Travis Barrett was on top of his game when the coronavirus pandemic hit, applying the brakes to a run of racing successes that augured well for the rest of the season.
After winning the opening stage and claiming the first yellow jersey, the 20-year-old speedster went on to place sixth overall in the five-stage Tour of Good Hope in early March. Two days later, he won what could turn out to be a career-defining Cape Town Cycle Tour.
Understandably, he was keen to take further advantage of this rich vein of form. But it was not to be.
“Initially it was quite challenging to go from these highs to being under lockdown and not able to train outdoors,” said Barrett, who is a member of the U23 OfficeGuru set-up.
“I definitely felt like I had some good form and all I wanted to do was to keep the momentum going and race with the team.”
The African Continental Road Championships, due to take place in Mauritius two weeks after his triumph, would have been his first objective.
“I realised shortly into lockdown that it was something I was going to have to get used to; that I’d have to adapt to the situation and set some new goals.”
On the plus side, the Edenvale local felt that the lockdown might even have benefited him physically and mentally.
“We knew there would be no races for a while so I took a couple of days off to reset before getting going again,” said Barrett, admitting that training indoors was anything but novel to him.
“I was quickly able to get into the routine of it and enjoyed it.”
He kept himself motivated by setting small goals, trying to have fun and reminding himself that these times would pass.
“Events such as the Support SA Talent e-series on Zwift have given us races to look forward to each week and allow us to ride with our teammates. This keeps the morale and camaraderie between the teams and riders high, which I think has helped a lot.”
However, now that he was once again racking up the miles in the great outdoors, he reckoned “there’s nothing quite like it”.
Barrett was confident that his form was currently just as good, if not better, than when he won the Cycle Tour.
“I’ve spent a lot of time focusing on my areas of weakness on and off the bike.
“I managed to keep my volume of training high by doing more than one session a day, as well as routinely doing strength work to try and become an athlete who is as well-rounded as possible.”
He set out to achieve things that could be ticked off during lockdown.
“Small things like working on flexibility and stability were goals I set for myself and were the kind of objectives that allowed me to see results and stay motivated.
“When we get a clearer picture of when we’ll be able to race, I’ll start to set some targets for events,” he said, hoping that the Tour de Limpopo, Amashova Durban Classic and 947 Ride Joburg would be among these.
“Those are definitely the biggest races [left] on the local calendar and I’m certain that we have the talent within the team to pull off a big result in all three.”
He felt the current situation had been tougher on the more seasoned professionals than on the younger riders who had just stepped onto the cycling scene.
“The younger and newer riders will still have time on their side when it comes to the sport and making a career out of it.
“Many professionals, especially those at ProTour and WorldTour level, rely on cycling as a primary source of income. When there is no racing, they earn less money.

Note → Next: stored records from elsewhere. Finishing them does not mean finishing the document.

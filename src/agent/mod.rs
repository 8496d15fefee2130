/**
 * agent/mod.rs
 *
 * Handle over one native `NiceAgent`
 */

mod candidate;
mod stream;

pub use candidate::{snapshot_list, CandidateSnapshot};
pub use stream::Stream;

use parking_lot::Mutex;
use std::ffi::{CStr, CString};
use std::os::raw::{c_char, c_int, c_uint, c_ulong};
use std::ptr;
use std::sync::Arc;
use tracing::{debug, info, warn};

use crate::bridge::{self, registry, AgentEvents, Signal, Token};
use crate::event_loop::EventLoop;
use crate::native::types::{
    AgentGetCandidatesFn, Compatibility, ComponentState, GMainContext, NiceAgent, PropertyValue,
};
use crate::native::{self, Symbols};

/// Returned by `parse_remote_description` when nothing reached native code
pub const PARSE_UNSUPPORTED: i32 = -1;

/// Returned by `send` when nothing reached native code
pub const SEND_UNSUPPORTED: i32 = -1;

/// Agent settings applied through the typed property setters
#[derive(Debug, Clone, Default)]
pub struct AgentConfig {
    pub compatibility: Compatibility,
    pub controlling: bool,
    pub stun_server: Option<(String, u16)>,
    pub disable_extra_features: bool,
}

/// Parse `host:port`; the port is the part after the last colon
pub fn parse_stun_server(value: &str) -> Option<(String, u16)> {
    let (host, port) = value.trim().rsplit_once(':')?;
    let host = host.trim_start_matches('[').trim_end_matches(']');
    if host.is_empty() {
        return None;
    }
    Some((host.to_string(), port.parse().ok()?))
}

/// Undo steps, run last-in first-out on close
#[derive(Debug, Clone, Copy, PartialEq, Eq)]
enum Teardown {
    Unref,
    Unregister,
    Disconnect(Signal, c_ulong),
    DetachReceiver(u32, u32),
}

/// One native ICE agent.
///
/// Commands may be issued from any thread; the binding adds no locking of
/// its own around native calls and relies on libnice's agent lock.
/// Callbacks arrive on the loop worker and surface through `events()`.
///
/// Teardown (explicit `close` or drop) disconnects signals and receivers,
/// deregisters the callback token, then unreferences the native agent.
pub struct Agent {
    symbols: Arc<Symbols>,
    handle: *mut NiceAgent,
    context: *mut GMainContext,
    token: Token,
    events: Arc<AgentEvents>,
    teardown: Mutex<Vec<Teardown>>,
    closed: bool,
}

// SAFETY: the native agent serialises access internally; the handle
// pointer itself is never mutated after construction.
unsafe impl Send for Agent {}
unsafe impl Sync for Agent {}

impl Agent {
    /// Agent on the process-wide symbol table
    pub fn new(event_loop: Option<&EventLoop>, compatibility: Compatibility) -> Self {
        Self::with_symbols(native::global(), event_loop, compatibility)
    }

    /// Create an agent bound to `event_loop`'s context, or to the library
    /// default when `None` (less safe with several agents in one process).
    pub fn with_symbols(
        symbols: Arc<Symbols>,
        event_loop: Option<&EventLoop>,
        compatibility: Compatibility,
    ) -> Self {
        let context = event_loop.map_or(ptr::null_mut(), |l| l.context_ptr());

        let handle = match symbols.nice_agent_new {
            Some(agent_new) => unsafe { agent_new(context, compatibility.as_raw() as c_int) },
            None => {
                warn!("nice_agent_new unavailable; agent is non-functional");
                ptr::null_mut()
            }
        };

        let (token, events) =
            registry().register_with(|token| Arc::new(AgentEvents::new(format!("agent{}", token))));

        let mut teardown = Vec::new();
        if !handle.is_null() {
            teardown.push(Teardown::Unref);
        }
        teardown.push(Teardown::Unregister);

        info!(%token, %compatibility, functional = !handle.is_null(), "agent created");

        Self {
            symbols,
            handle,
            context,
            token,
            events,
            teardown: Mutex::new(teardown),
            closed: false,
        }
    }

    pub fn is_functional(&self) -> bool {
        !self.closed && !self.handle.is_null()
    }

    pub fn is_closed(&self) -> bool {
        self.closed
    }

    pub fn as_ptr(&self) -> *mut NiceAgent {
        self.handle
    }

    pub fn token(&self) -> Token {
        self.token
    }

    /// Caller side of the callback bridge for this agent
    pub fn events(&self) -> &Arc<AgentEvents> {
        &self.events
    }

    fn live_handle(&self) -> Option<*mut NiceAgent> {
        if self.is_functional() {
            Some(self.handle)
        } else {
            None
        }
    }

    fn set_property(&self, name: &CStr, value: PropertyValue<'_>) -> bool {
        let handle = match self.live_handle() {
            Some(handle) => handle,
            None => return false,
        };
        let set = unsafe { self.symbols.set_property(handle.cast(), name, value) };
        if !set {
            debug!(property = ?name, "property setter unavailable");
        }
        set
    }

    pub fn set_controlling_mode(&self, controlling: bool) {
        if self.set_property(c"controlling-mode", PropertyValue::Int(controlling as c_int)) {
            debug!(agent = %self.token, controlling, "property set: controlling-mode");
        }
    }

    pub fn set_stun_server(&self, host: &str, port: u16) {
        let host_c = match CString::new(host) {
            Ok(host_c) => host_c,
            Err(_) => {
                warn!(agent = %self.token, "STUN host contains NUL; ignored");
                return;
            }
        };
        if self.set_property(c"stun-server", PropertyValue::Str(&host_c))
            && self.set_property(c"stun-server-port", PropertyValue::UInt(port as c_uint))
        {
            debug!(agent = %self.token, host, port, "property set: stun-server");
        }
    }

    /// Turn off ICE-TCP and UPnP for faster gathering
    pub fn disable_extra_features(&self) {
        let tcp = self.set_property(c"ice-tcp", PropertyValue::Int(0));
        let upnp = self.set_property(c"upnp", PropertyValue::Int(0));
        if tcp && upnp {
            debug!(agent = %self.token, "ICE-TCP and UPnP disabled");
        }
    }

    pub fn configure(&self, config: &AgentConfig) {
        self.set_controlling_mode(config.controlling);
        if config.disable_extra_features {
            self.disable_extra_features();
        }
        if let Some((host, port)) = &config.stun_server {
            self.set_stun_server(host, *port);
        }
    }

    /// New stream id, or 0 on failure
    pub fn add_stream(&self, n_components: u32) -> u32 {
        match (self.live_handle(), self.symbols.nice_agent_add_stream) {
            (Some(handle), Some(add_stream)) => {
                let stream_id = unsafe { add_stream(handle, n_components) };
                debug!(agent = %self.token, stream_id, n_components, "stream added");
                stream_id
            }
            _ => 0,
        }
    }

    pub fn stream(&self, stream_id: u32) -> Stream<'_> {
        Stream::new(self, stream_id)
    }

    /// Start asynchronous gathering; completion arrives as
    /// `candidate-gathering-done`. Attach receivers and connect signals
    /// first or early events are lost.
    pub fn gather_candidates(&self, stream_id: u32) -> bool {
        match (self.live_handle(), self.symbols.nice_agent_gather_candidates) {
            (Some(handle), Some(gather)) => unsafe { gather(handle, stream_id) != 0 },
            _ => false,
        }
    }

    /// Connect one signal to its trampoline. Returns the handler id.
    pub fn connect_signal(&self, signal: Signal) -> Option<c_ulong> {
        let (handle, connect) = match (self.live_handle(), self.symbols.g_signal_connect_data) {
            (Some(handle), Some(connect)) => (handle, connect),
            _ => return None,
        };

        let handler_id = unsafe {
            connect(
                handle.cast(),
                signal.name().as_ptr(),
                Some(signal.handler()),
                self.token.as_user_data(),
                None,
                0,
            )
        };

        if handler_id == 0 {
            warn!(agent = %self.token, signal = ?signal.name(), "signal connect failed");
            return None;
        }
        self.teardown.lock().push(Teardown::Disconnect(signal, handler_id));
        debug!(agent = %self.token, signal = ?signal.name(), handler_id, "signal connected");
        Some(handler_id)
    }

    /// Connect every bridged signal; true when all of them connected
    pub fn connect_signals(&self) -> bool {
        Signal::ALL
            .iter()
            .map(|signal| self.connect_signal(*signal).is_some())
            .fold(true, |all, ok| all && ok)
    }

    /// Route a component's incoming data into `events()`.
    ///
    /// Calling again replaces the previous receiver.
    pub fn attach_receiver(&self, stream_id: u32, component_id: u32) -> bool {
        let (handle, attach) = match (self.live_handle(), self.symbols.nice_agent_attach_recv) {
            (Some(handle), Some(attach)) => (handle, attach),
            _ => return false,
        };

        let attached = unsafe {
            attach(
                handle,
                stream_id,
                component_id,
                self.context,
                Some(bridge::on_data_received),
                self.token.as_user_data(),
            ) != 0
        };

        if attached {
            let mut teardown = self.teardown.lock();
            let step = Teardown::DetachReceiver(stream_id, component_id);
            if !teardown.contains(&step) {
                teardown.push(step);
            }
        }
        attached
    }

    /// Local description text; empty when unsupported
    pub fn generate_local_description(&self) -> String {
        let (handle, generate) = match (self.live_handle(), self.symbols.nice_agent_generate_local_sdp) {
            (Some(handle), Some(generate)) => (handle, generate),
            _ => return String::new(),
        };

        let raw = unsafe { generate(handle) };
        if raw.is_null() {
            return String::new();
        }

        let description = unsafe { CStr::from_ptr(raw) }.to_string_lossy().into_owned();
        match self.symbols.g_free {
            Some(free) => unsafe { free(raw.cast()) },
            None => warn!(agent = %self.token, "g_free unavailable; leaking local description"),
        }
        description
    }

    /// Hand the peer's description to the agent. 0 on success, negative on
    /// native error, `PARSE_UNSUPPORTED` when nothing was attempted.
    pub fn parse_remote_description(&self, description: &str) -> i32 {
        let (handle, parse) = match (self.live_handle(), self.symbols.nice_agent_parse_remote_sdp) {
            (Some(handle), Some(parse)) => (handle, parse),
            _ => return PARSE_UNSUPPORTED,
        };

        let text = match CString::new(description) {
            Ok(text) => text,
            Err(_) => {
                warn!(agent = %self.token, "remote description contains NUL");
                return PARSE_UNSUPPORTED;
            }
        };
        let result = unsafe { parse(handle, text.as_ptr()) };
        debug!(agent = %self.token, result, "remote description parsed");
        result
    }

    /// Bytes sent, or negative on error. The payload is passed to native
    /// code in place.
    pub fn send(&self, stream_id: u32, component_id: u32, data: &[u8]) -> i32 {
        let (handle, send) = match (self.live_handle(), self.symbols.nice_agent_send) {
            (Some(handle), Some(send)) => (handle, send),
            _ => return SEND_UNSUPPORTED,
        };
        let len = match c_uint::try_from(data.len()) {
            Ok(len) => len,
            Err(_) => return SEND_UNSUPPORTED,
        };
        unsafe { send(handle, stream_id, component_id, len, data.as_ptr() as *const c_char) }
    }

    /// Native component state; `Disconnected` when unavailable
    pub fn component_state(&self, stream_id: u32, component_id: u32) -> ComponentState {
        match (self.live_handle(), self.symbols.nice_agent_get_component_state) {
            (Some(handle), Some(get_state)) => {
                let raw = unsafe { get_state(handle, stream_id, component_id) };
                ComponentState::from_raw(raw).unwrap_or_else(|| {
                    debug!(agent = %self.token, raw, "unknown component state");
                    ComponentState::Disconnected
                })
            }
            _ => ComponentState::Disconnected,
        }
    }

    pub fn local_candidates(&self, stream_id: u32, component_id: u32) -> Vec<CandidateSnapshot> {
        self.candidates(self.symbols.nice_agent_get_local_candidates, stream_id, component_id)
    }

    pub fn remote_candidates(&self, stream_id: u32, component_id: u32) -> Vec<CandidateSnapshot> {
        self.candidates(self.symbols.nice_agent_get_remote_candidates, stream_id, component_id)
    }

    fn candidates(
        &self,
        fetch: Option<AgentGetCandidatesFn>,
        stream_id: u32,
        component_id: u32,
    ) -> Vec<CandidateSnapshot> {
        let (handle, fetch) = match (self.live_handle(), fetch) {
            (Some(handle), Some(fetch)) => (handle, fetch),
            _ => return Vec::new(),
        };

        let list = unsafe { fetch(handle, stream_id, component_id) };
        if list.is_null() {
            return Vec::new();
        }

        let snapshots = unsafe { snapshot_list(list, &self.symbols) };

        // The nodes are ours; the candidates stay with the agent
        match self.symbols.g_slist_free {
            Some(free) => unsafe { free(list) },
            None => warn!(agent = %self.token, "g_slist_free unavailable; leaking candidate list"),
        }
        snapshots
    }

    /// Release the agent. A second call does nothing.
    pub fn close(&mut self) {
        if self.closed {
            return;
        }
        self.closed = true;

        let steps = std::mem::take(self.teardown.get_mut());
        for step in steps.into_iter().rev() {
            self.run_teardown(step);
        }
        info!(agent = %self.token, "agent closed");
    }

    fn run_teardown(&self, step: Teardown) {
        match step {
            Teardown::Disconnect(signal, handler_id) => {
                if let Some(disconnect) = self.symbols.g_signal_handler_disconnect {
                    unsafe { disconnect(self.handle.cast(), handler_id) };
                    debug!(agent = %self.token, signal = ?signal.name(), handler_id, "signal disconnected");
                }
            }
            Teardown::DetachReceiver(stream_id, component_id) => {
                if let Some(attach) = self.symbols.nice_agent_attach_recv {
                    unsafe {
                        attach(self.handle, stream_id, component_id, self.context, None, ptr::null_mut());
                    }
                }
            }
            Teardown::Unregister => {
                registry().unregister(self.token);
            }
            Teardown::Unref => {
                if let Some(unref) = self.symbols.g_object_unref {
                    unsafe { unref(self.handle.cast()) };
                }
            }
        }
    }
}

impl Drop for Agent {
    fn drop(&mut self) {
        self.close();
    }
}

“This can leave many riders feeling uncertain about their futures, as well as possibly leaving them without contracts.”
Barrett advised those struggling during this period to be grateful for everything they had and, instead of allowing negativity to consume them, to seek the positives in everything.
“Before we know it, these circumstances will pass and it will be something that we can look back at and learn from.”